An anonymous Slashdot reader writes: Ecma International, the organization in charge of managing the ECMAScript standard, has published the most recent version of the JavaScript language. ECMAScript 2016 (ES7 or JavaScript 7th Edition in the old naming scheme) comes with very few new features. The most important is that JavaScript developers will finally get a "raise to the power" operator, which was mysteriously left out of the standard for 20 years. The operator is **...
It will also become much easier to search for data in a JavaScript array with Array.prototype.includes(), but support for async functions (initially announced for ES2016), has been deferred until next year's release. "From now on, expect smaller changelogs from the ECMAScript team," reports Softpedia, "since this was the plan set out last year. Fewer breaking changes means more time to migrate code, instead of having to rewrite entire applications, as developers did when the mammoth ES6 release came out last year."

3 of 165 comments (clear)

  1. Re:hated language becomes a success by Anonymous Coward · · Score: 0, Troll

    Trump supporters, Brexit leavers, Javascript developers, PHP programmers... They are all large in numbers.

  2. Re:hated language becomes a success by Anonymous Coward · · Score: 0, Troll

    Haskell sucks for one very important reason: it's obtuse.

    Want to know why PHP kicked Perl's ass 15 years ago? Because self-important idiots thought it was a great idea to write code that looked like line noise, and praised each other on how clever they were. PHP, in contrast, was, and is, extremely user-friendly. It goes out of its way to make the tasks for which it was designed as painless as possible.

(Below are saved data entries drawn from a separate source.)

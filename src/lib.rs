//! Automatic layout for diagrams made of nested nodes and edges.
//!
//! Callers hand over a flat node list (children point at their parent by
//! id) plus edges. [`LayoutAdapter`] turns that into a containment tree,
//! attaches each edge to the deepest container holding both endpoints,
//! runs a [`LayoutEngine`] and maps the result back: nested nodes get
//! parent-relative positions, top-level nodes diagram positions.

#[cfg(feature = "cli")]
pub mod cli;
pub mod config;
pub mod ir;
pub mod layout;
pub mod text_metrics;

#[cfg(feature = "cli")]
pub use cli::run;
pub use config::{Config, HierarchyMode, LayoutConfig, load_config};
pub use ir::{Direction, Edge, GraphSnapshot, HandleSide, Node, Position};
pub use layout::{
    DagreEngine, EdgePlacement, EngineError, LayoutAdapter, LayoutEngine, LayoutError, LayoutGraph,
    LayoutOptions, PreparedLayout,
};
pub use text_metrics::{FixedWidthMetrics, FontDescriptor, SystemFontMetrics, TextMetrics};
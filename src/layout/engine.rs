use crate::ir::Edge;

use super::error::EngineError;
use super::types::{LayoutEdge, LayoutGraph, LayoutOptions, LayoutTree, ROOT_ID};

/// An automatic graph layout algorithm.
///
/// Receives the containment forest wrapped in a synthetic root and returns
/// the same tree with `x`, `y`, `width` and `height` filled in for every
/// node, positions relative to the parent's top-left corner.
#[allow(async_fn_in_trait)]
pub trait LayoutEngine {
    async fn layout(
        &self,
        graph: LayoutGraph,
        options: &LayoutOptions,
    ) -> Result<LayoutGraph, EngineError>;
}

impl<T: LayoutEngine + ?Sized> LayoutEngine for &T {
    async fn layout(
        &self,
        graph: LayoutGraph,
        options: &LayoutOptions,
    ) -> Result<LayoutGraph, EngineError> {
        (**self).layout(graph, options).await
    }
}

/// Converts the arena into the nested request handed to the engine.
pub(crate) fn build_request(tree: &LayoutTree, edges: &[Edge]) -> LayoutGraph {
    let mut root = LayoutGraph::node(ROOT_ID, 0.0, 0.0);
    root.children = tree
        .roots
        .iter()
        .map(|idx| request_node(tree, *idx, edges))
        .collect();
    root.edges = tree
        .root_edges
        .iter()
        .map(|idx| request_edge(&edges[*idx]))
        .collect();
    root
}

fn request_node(tree: &LayoutTree, idx: usize, edges: &[Edge]) -> LayoutGraph {
    let node = &tree.nodes[idx];
    let mut graph = LayoutGraph::node(node.id.clone(), node.width, node.height);
    graph.children = node
        .children
        .iter()
        .map(|child| request_node(tree, *child, edges))
        .collect();
    graph.edges = node
        .edges
        .iter()
        .map(|edge_idx| request_edge(&edges[*edge_idx]))
        .collect();
    graph
}

fn request_edge(edge: &Edge) -> LayoutEdge {
    LayoutEdge {
        id: edge.id.clone(),
        source: edge.source.clone(),
        target: edge.target.clone(),
    }
}

#[cfg(test)]
mod tests {
    use super::*;
    use crate::config::LayoutConfig;
    use crate::ir::Node;
    use crate::layout::edges::assign_edges;
    use crate::layout::hierarchy::build_hierarchy;
    use crate::text_metrics::FixedWidthMetrics;

    #[test]
    fn request_mirrors_containment_and_edge_owners() {
        let nodes = vec![
            Node::new("A", "A"),
            Node::new("B", "B"),
            Node::new("C", "C").with_parent("B"),
        ];
        let edges = vec![
            Edge::new("ab", "A", "B"),
            Edge::new("bc", "B", "C"),
            Edge::new("ac", "A", "C"),
        ];
        let metrics = FixedWidthMetrics::default();
        let mut tree = build_hierarchy(&nodes, &metrics, &LayoutConfig::default()).unwrap();
        assign_edges(&mut tree, &edges).unwrap();

        let request = build_request(&tree, &edges);
        assert_eq!(request.id, ROOT_ID);
        assert_eq!(request.children.len(), 2);
        let edge_ids: Vec<&str> = request.edges.iter().map(|e| e.id.as_str()).collect();
        assert_eq!(edge_ids, vec!["ab", "ac"]);

        let b = &request.children[1];
        assert_eq!(b.id, "B");
        assert_eq!(b.children[0].id, "C");
        assert_eq!(b.edges[0].id, "bc");
        assert!(b.x.is_none() && b.y.is_none());

        let json = serde_json::to_string(&request).unwrap();
        assert!(json.contains("\"children\""));
        assert!(!json.contains("\"x\""));
    }
}
use crate::ir::Position;

use super::error::LayoutError;
use super::types::{LayoutGraph, ResolvedPositions};

/// Walks a laid-out tree from the synthetic root, accumulating parent
/// offsets into absolute positions.
///
/// The root itself is the diagram origin and is not recorded.
pub(crate) fn resolve_positions(root: &LayoutGraph) -> Result<ResolvedPositions, LayoutError> {
    let mut resolved = ResolvedPositions::default();
    let mut stack: Vec<(&LayoutGraph, Position)> = root
        .children
        .iter()
        .rev()
        .map(|child| (child, Position::ZERO))
        .collect();

    while let Some((node, offset)) = stack.pop() {
        let relative = node
            .position()
            .filter(|p| p.x.is_finite() && p.y.is_finite())
            .ok_or_else(|| LayoutError::MissingPosition(node.id.clone()))?;
        let absolute = offset.offset(relative);
        resolved.relative.insert(node.id.clone(), relative);
        resolved.absolute.insert(node.id.clone(), absolute);
        for child in node.children.iter().rev() {
            stack.push((child, absolute));
        }
    }
    Ok(resolved)
}

#[cfg(test)]
mod tests {
    use super::*;

    fn placed(id: &str, x: f32, y: f32, children: Vec<LayoutGraph>) -> LayoutGraph {
        let mut node = LayoutGraph::node(id, 10.0, 10.0);
        node.x = Some(x);
        node.y = Some(y);
        node.children = children;
        node
    }

    #[test]
    fn accumulates_offsets_through_nesting() {
        let mut root = LayoutGraph::node("root", 0.0, 0.0);
        root.x = Some(500.0);
        root.children = vec![
            placed("A", 5.0, 5.0, Vec::new()),
            placed(
                "B",
                100.0,
                20.0,
                vec![placed("C", 10.0, 30.0, vec![placed("D", 1.0, 2.0, Vec::new())])],
            ),
        ];
        let resolved = resolve_positions(&root).unwrap();
        assert_eq!(resolved.absolute["A"], Position::new(5.0, 5.0));
        assert_eq!(resolved.absolute["A"], resolved.relative["A"]);
        assert_eq!(resolved.absolute["C"], Position::new(110.0, 50.0));
        assert_eq!(resolved.relative["C"], Position::new(10.0, 30.0));
        assert_eq!(resolved.absolute["D"], Position::new(111.0, 52.0));
        assert!(!resolved.absolute.contains_key("root"));
    }

    #[test]
    fn missing_coordinate_is_reported() {
        let mut root = LayoutGraph::node("root", 0.0, 0.0);
        let mut broken = placed("B", 0.0, 0.0, Vec::new());
        broken.y = None;
        root.children = vec![placed("A", 0.0, 0.0, vec![broken])];
        assert_eq!(
            resolve_positions(&root).unwrap_err(),
            LayoutError::MissingPosition("B".to_string())
        );
    }
}
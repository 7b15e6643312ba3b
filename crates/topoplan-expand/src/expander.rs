//! Instance expansion — multiplies the containment forest into concrete
//! node instances.
//!
//! Each containment tree is walked parent-first with an explicit worklist
//! (the tree node lists are already in parent-before-child order, so no
//! recursion is needed regardless of tree depth). Instances live in an arena
//! indexed by creation order; parent/child relations are stored as arena
//! index lists rather than references.
//!
//! Copy `j` of a child template attaches to parent copy `j mod parent_count`
//! (round-robin), and copy `i` of any template falls in group instance
//! `i mod group_count` of every enclosing group. Both distributions use the
//! same arithmetic, so a group instance always holds matching copies of all
//! its members, and a hosted copy shares every group instance with its host.

use std::collections::BTreeMap;

use tracing::{debug, info};

use topoplan_core::{
    DeploymentPlan, GroupId, GroupMembership, GroupPlan, IdAllocator, InstanceId, LogicalPlan,
    NodeInstance, PlanError, PlanResult, RelationshipInstance, TemplateId,
};
use topoplan_graph::{RelationshipKind, TemplateGraph, decompose, resolve};

use crate::fanout;

/// Identity carried over from a previous plan during re-expansion.
///
/// Slots covered by the table keep their previous ids; only slots beyond it
/// get fresh ids from the allocator. `bindings` preserves previously resolved
/// `all_to_one` targets, keyed by (source template, relationship ordinal,
/// component key).
#[derive(Debug, Clone, Default)]
pub struct ReuseTable {
    /// Template id → surviving previous instance ids, in index order.
    pub node_ids: BTreeMap<TemplateId, Vec<InstanceId>>,
    /// Group id → surviving previous group-instance ids, in index order.
    pub group_ids: BTreeMap<GroupId, Vec<String>>,
    /// (source template, relationship ordinal, component key) → target id.
    pub bindings: BTreeMap<(TemplateId, usize, String), InstanceId>,
}

/// Expand a logical plan into a fresh deployment plan.
pub fn expand(plan: &LogicalPlan, alloc: &mut IdAllocator) -> PlanResult<DeploymentPlan> {
    expand_with_reuse(plan, alloc, &ReuseTable::default(), &BTreeMap::new())
}

/// Expand a logical plan, preserving identity from a previous plan.
///
/// `overrides` replaces the `default_instances` factor of the named templates
/// or groups (absolute per-entity factors, validated against policy bounds).
pub fn expand_with_reuse(
    plan: &LogicalPlan,
    alloc: &mut IdAllocator,
    reuse: &ReuseTable,
    overrides: &BTreeMap<String, u32>,
) -> PlanResult<DeploymentPlan> {
    let graph = TemplateGraph::build(plan)?;
    let forest = decompose(&graph)?;
    let scaling = resolve(plan, &graph, &forest, overrides)?;

    // Group-instance ids, reused where the table covers the slot.
    let mut group_ids: BTreeMap<GroupId, Vec<String>> = BTreeMap::new();
    for group in &plan.groups {
        let count = scaling.group_counts[&group.id] as usize;
        let kept = reuse.group_ids.get(&group.id);
        let ids: Vec<String> = (0..count)
            .map(|k| {
                kept.and_then(|ids| ids.get(k).cloned())
                    .unwrap_or_else(|| alloc.next_id(&group.id))
            })
            .collect();
        group_ids.insert(group.id.clone(), ids);
    }

    // Pass A: create all instances, tree by tree, parent before child.
    let mut instances: Vec<NodeInstance> = Vec::new();
    let mut copies: BTreeMap<&str, Vec<usize>> = BTreeMap::new();
    let mut parent_slot: Vec<Option<usize>> = Vec::new();

    for tree in &forest.trees {
        for template_id in &tree.nodes {
            let template = graph.template(template_id).expect("tree node in graph");
            let count = scaling.node_counts[template_id];
            let parent_copies = forest
                .parent_of(template_id)
                .map(|p| copies[p].clone())
                .unwrap_or_default();

            if !parent_copies.is_empty() && count as usize % parent_copies.len() != 0 {
                return Err(PlanError::NonDividingDistribution {
                    child: template_id.clone(),
                    child_count: count,
                    parent: forest.parent_of(template_id).unwrap_or_default().to_string(),
                    parent_count: parent_copies.len() as u32,
                });
            }
            if parent_copies.is_empty() && forest.parent_of(template_id).is_some() && count > 0 {
                // Parent resolved to zero copies but the child did not.
                return Err(PlanError::NonDividingDistribution {
                    child: template_id.clone(),
                    child_count: count,
                    parent: forest.parent_of(template_id).unwrap_or_default().to_string(),
                    parent_count: 0,
                });
            }

            let kept = reuse.node_ids.get(template_id);
            let mut slots = Vec::with_capacity(count as usize);
            for i in 0..count as usize {
                let id = kept
                    .and_then(|ids| ids.get(i).cloned())
                    .unwrap_or_else(|| alloc.next_id(template_id));

                let parent_idx = (!parent_copies.is_empty())
                    .then(|| parent_copies[i % parent_copies.len()]);
                let host_id = if template.host {
                    Some(id.clone())
                } else {
                    parent_idx.and_then(|p| instances[p].host_id.clone())
                };

                let memberships: Vec<GroupMembership> = scaling
                    .chain_of(template_id)
                    .iter()
                    .map(|g| {
                        let group_count = scaling.group_counts[g] as usize;
                        GroupMembership {
                            name: g.clone(),
                            id: group_ids[g][i % group_count].clone(),
                        }
                    })
                    .collect();

                slots.push(instances.len());
                parent_slot.push(parent_idx);
                instances.push(NodeInstance {
                    id,
                    node_id: template_id.clone(),
                    index: i as u32,
                    host_id,
                    relationships: Vec::new(),
                    scaling_groups: memberships,
                    modification: None,
                });
            }
            debug!(node = %template_id, instances = count, "expanded template");
            copies.insert(template_id.as_str(), slots);
        }
    }

    // Pass B: resolve connectivity bindings per edge.
    let mut bound: BTreeMap<(&str, usize), Vec<Vec<usize>>> = BTreeMap::new();
    for template_id in graph.template_order() {
        for edge in graph.edges_from(template_id) {
            if edge.kind.is_containment() {
                continue;
            }
            let bindings =
                fanout::bind(edge, &instances, &copies, &scaling, &reuse.bindings)?;
            bound.insert((template_id, edge.ordinal), bindings);
        }
    }

    // Pass C: materialize relationship instances in declaration order.
    for template_id in graph.template_order() {
        let slots = copies[template_id].clone();
        for edge in graph.edges_from(template_id) {
            for (i, &slot) in slots.iter().enumerate() {
                let targets: Vec<usize> = if edge.kind == RelationshipKind::ContainedIn {
                    parent_slot[slot].into_iter().collect()
                } else {
                    bound[&(template_id, edge.ordinal)][i].clone()
                };
                for target_slot in targets {
                    let rel = RelationshipInstance {
                        type_name: edge.type_name.clone(),
                        target_id: instances[target_slot].id.clone(),
                        target_name: instances[target_slot].node_id.clone(),
                    };
                    instances[slot].relationships.push(rel);
                }
            }
        }
    }

    let scaling_groups: BTreeMap<GroupId, GroupPlan> = plan
        .groups
        .iter()
        .map(|g| {
            (
                g.id.clone(),
                GroupPlan {
                    instances: scaling.group_counts[&g.id],
                    instance_ids: group_ids[&g.id].clone(),
                    members: scaling.members_per_instance[&g.id].clone(),
                },
            )
        })
        .collect();

    info!(
        node_instances = instances.len(),
        groups = scaling_groups.len(),
        "expanded deployment plan"
    );

    Ok(DeploymentPlan {
        node_instances: instances,
        scaling_groups,
    })
}

#[cfg(test)]
mod tests {
    use super::*;
    use topoplan_core::{InstancePolicy, NodeTemplate, RelationshipTemplate, ScalingGroup};

    fn host(id: &str, count: u32) -> NodeTemplate {
        NodeTemplate {
            id: id.into(),
            node_type: "nodes.Compute".into(),
            host: true,
            relationships: vec![],
            scalable: InstancePolicy::fixed(count),
        }
    }

    fn contained(id: &str, count: u32, parent: &str) -> NodeTemplate {
        NodeTemplate {
            id: id.into(),
            node_type: "nodes.Root".into(),
            host: false,
            relationships: vec![RelationshipTemplate {
                type_name: "contained_in".into(),
                base: None,
                target: parent.into(),
                connection_type: None,
            }],
            scalable: InstancePolicy::fixed(count),
        }
    }

    fn group(id: &str, members: &[&str], count: u32) -> ScalingGroup {
        ScalingGroup {
            id: id.into(),
            members: members.iter().map(|m| m.to_string()).collect(),
            scalable: InstancePolicy::fixed(count),
        }
    }

    #[test]
    fn hosts_are_self_hosting() {
        let plan = LogicalPlan {
            node_templates: vec![host("vm", 2)],
            groups: vec![],
        };
        let out = expand(&plan, &mut IdAllocator::seeded(1)).unwrap();
        assert_eq!(out.node_instances.len(), 2);
        for instance in &out.node_instances {
            assert_eq!(instance.host_id.as_deref(), Some(instance.id.as_str()));
            assert!(instance.id.starts_with("vm_"));
        }
    }

    #[test]
    fn children_inherit_the_host_and_bind_to_their_parent_copy() {
        let plan = LogicalPlan {
            node_templates: vec![host("vm", 1), contained("db", 2, "vm")],
            groups: vec![],
        };
        let out = expand(&plan, &mut IdAllocator::seeded(2)).unwrap();
        let vm = out.instances_of("vm")[0].id.clone();
        let dbs = out.instances_of("db");
        assert_eq!(dbs.len(), 2);
        for db in dbs {
            assert_eq!(db.host_id.as_deref(), Some(vm.as_str()));
            assert_eq!(db.relationships.len(), 1);
            assert_eq!(db.relationships[0].type_name, "contained_in");
            assert_eq!(db.relationships[0].target_id, vm);
            assert_eq!(db.relationships[0].target_name, "vm");
        }
    }

    #[test]
    fn total_count_without_groups_is_the_sum_of_template_counts() {
        let plan = LogicalPlan {
            node_templates: vec![host("vm", 3), contained("db", 6, "vm"), host("lb", 1)],
            groups: vec![],
        };
        let out = expand(&plan, &mut IdAllocator::seeded(3)).unwrap();
        assert_eq!(out.node_instances.len(), 10);
        // Each vm copy hosts 6/3 = 2 dbs, round-robin.
        for vm in out.instances_of("vm") {
            let hosted = out
                .node_instances
                .iter()
                .filter(|i| i.node_id == "db" && i.host_id.as_deref() == Some(vm.id.as_str()))
                .count();
            assert_eq!(hosted, 2);
        }
    }

    #[test]
    fn non_dividing_child_count_is_rejected() {
        let plan = LogicalPlan {
            node_templates: vec![host("vm", 2), contained("db", 3, "vm")],
            groups: vec![],
        };
        let err = expand(&plan, &mut IdAllocator::seeded(4)).unwrap_err();
        assert_eq!(
            err,
            PlanError::NonDividingDistribution {
                child: "db".into(),
                child_count: 3,
                parent: "vm".into(),
                parent_count: 2,
            }
        );
    }

    #[test]
    fn group_instances_hold_matching_member_copies() {
        let plan = LogicalPlan {
            node_templates: vec![host("vm", 1), contained("db", 1, "vm")],
            groups: vec![group("tier", &["vm", "db"], 2)],
        };
        let out = expand(&plan, &mut IdAllocator::seeded(5)).unwrap();
        assert_eq!(out.instances_of("vm").len(), 2);
        assert_eq!(out.instances_of("db").len(), 2);

        let tier = &out.scaling_groups["tier"];
        assert_eq!(tier.instances, 2);
        assert_eq!(tier.instance_ids.len(), 2);
        assert_eq!(tier.members["vm"], 1);
        assert_eq!(tier.members["db"], 1);

        // Each group instance contains exactly one vm and one db, and the db
        // is hosted on the vm of the same group instance.
        for group_instance in &tier.instance_ids {
            let members: Vec<&NodeInstance> = out
                .node_instances
                .iter()
                .filter(|i| i.scaling_groups.iter().any(|m| &m.id == group_instance))
                .collect();
            assert_eq!(members.len(), 2);
            let vm = members.iter().find(|i| i.node_id == "vm").unwrap();
            let db = members.iter().find(|i| i.node_id == "db").unwrap();
            assert_eq!(db.host_id.as_deref(), Some(vm.id.as_str()));
        }
    }

    #[test]
    fn nested_group_memberships_are_outermost_first() {
        let plan = LogicalPlan {
            node_templates: vec![host("vm", 1)],
            groups: vec![group("outer", &["inner"], 2), group("inner", &["vm"], 1)],
        };
        let out = expand(&plan, &mut IdAllocator::seeded(6)).unwrap();
        let vms = out.instances_of("vm");
        assert_eq!(vms.len(), 2);
        for vm in vms {
            let names: Vec<&str> =
                vm.scaling_groups.iter().map(|m| m.name.as_str()).collect();
            assert_eq!(names, ["outer", "inner"]);
        }
    }

    #[test]
    fn reuse_preserves_surviving_ids_and_allocates_the_rest() {
        let plan = LogicalPlan {
            node_templates: vec![host("vm", 2)],
            groups: vec![],
        };
        let mut alloc = IdAllocator::seeded(7);
        let first = expand(&plan, &mut alloc).unwrap();
        let prev_ids: Vec<String> =
            first.instances_of("vm").iter().map(|i| i.id.clone()).collect();

        let scaled = LogicalPlan {
            node_templates: vec![host("vm", 3)],
            groups: vec![],
        };
        let mut reuse = ReuseTable::default();
        reuse.node_ids.insert("vm".into(), prev_ids.clone());
        for id in &prev_ids {
            alloc.reserve(id);
        }
        let second = expand_with_reuse(&scaled, &mut alloc, &reuse, &BTreeMap::new()).unwrap();
        let new_ids: Vec<String> =
            second.instances_of("vm").iter().map(|i| i.id.clone()).collect();
        assert_eq!(new_ids[..2], prev_ids[..]);
        assert!(!prev_ids.contains(&new_ids[2]));
    }

    #[test]
    fn zero_count_template_produces_no_instances() {
        let plan = LogicalPlan {
            node_templates: vec![host("vm", 0)],
            groups: vec![],
        };
        let out = expand(&plan, &mut IdAllocator::seeded(8)).unwrap();
        assert!(out.node_instances.is_empty());
    }
}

    Perl catered to pompous, yet laughably incompetent, basement dwellers who thought their write-once code was a sign that they were geniuses. PHP catered to developers who wanted to get things accomplished. PHP won, and rightly so.

    Programming languages are designed for people, to make writing programs easier. Any language that makes programming difficult is a massive failure of a language. That's Haskell in a nutshell. It doesn't matter what technical argument you want to make as it's completely irrelevant.

    As this article is about Javascript, I'd like to point out that it's incredibly successful in that regard. It brought formerly advanced programming concepts to the masses in a way that's simple to understand and almost idiomatic to use. It's the best of both worlds.

    You want a language like Haskell to go mainstream? Cut the obtuse syntax and other finicky bullshit and build a language that's accessible.

    Oh, and stay well-clear of that classical OO obsession we see infecting so many languages these days. That junk failed ages ago. All that fad gave us was dramatically larger code bases and massively increased complexity. Javascript didn't get all of it right, but the prototypal approach it uses is superior in just about every possible way to the shit we see in Java, C#, Python, etc.

  3. Re:Same reason it is bad - done in 10 days by Anonymous Coward · · Score: 0, Troll

    Brendan had the right ideas and something very good was built up around it. Brendan was fast, correct and he f* built the right future-vision forward-looking tech at a very confusing time.

    A genius derives a better hubble-constant with a pocket-calculator in 30 seconds rather than relying on measurements done over years and years, requiring endless staff and hardware and costing billions.

    But I hear you say that genius is not to be trusted as plodding normals will always produce better because 'oh look how hard they worked'. Then you profile your self by misrepresenting and critiquing someone and the history around his work. Someone that has out-impacted you by magnitudes.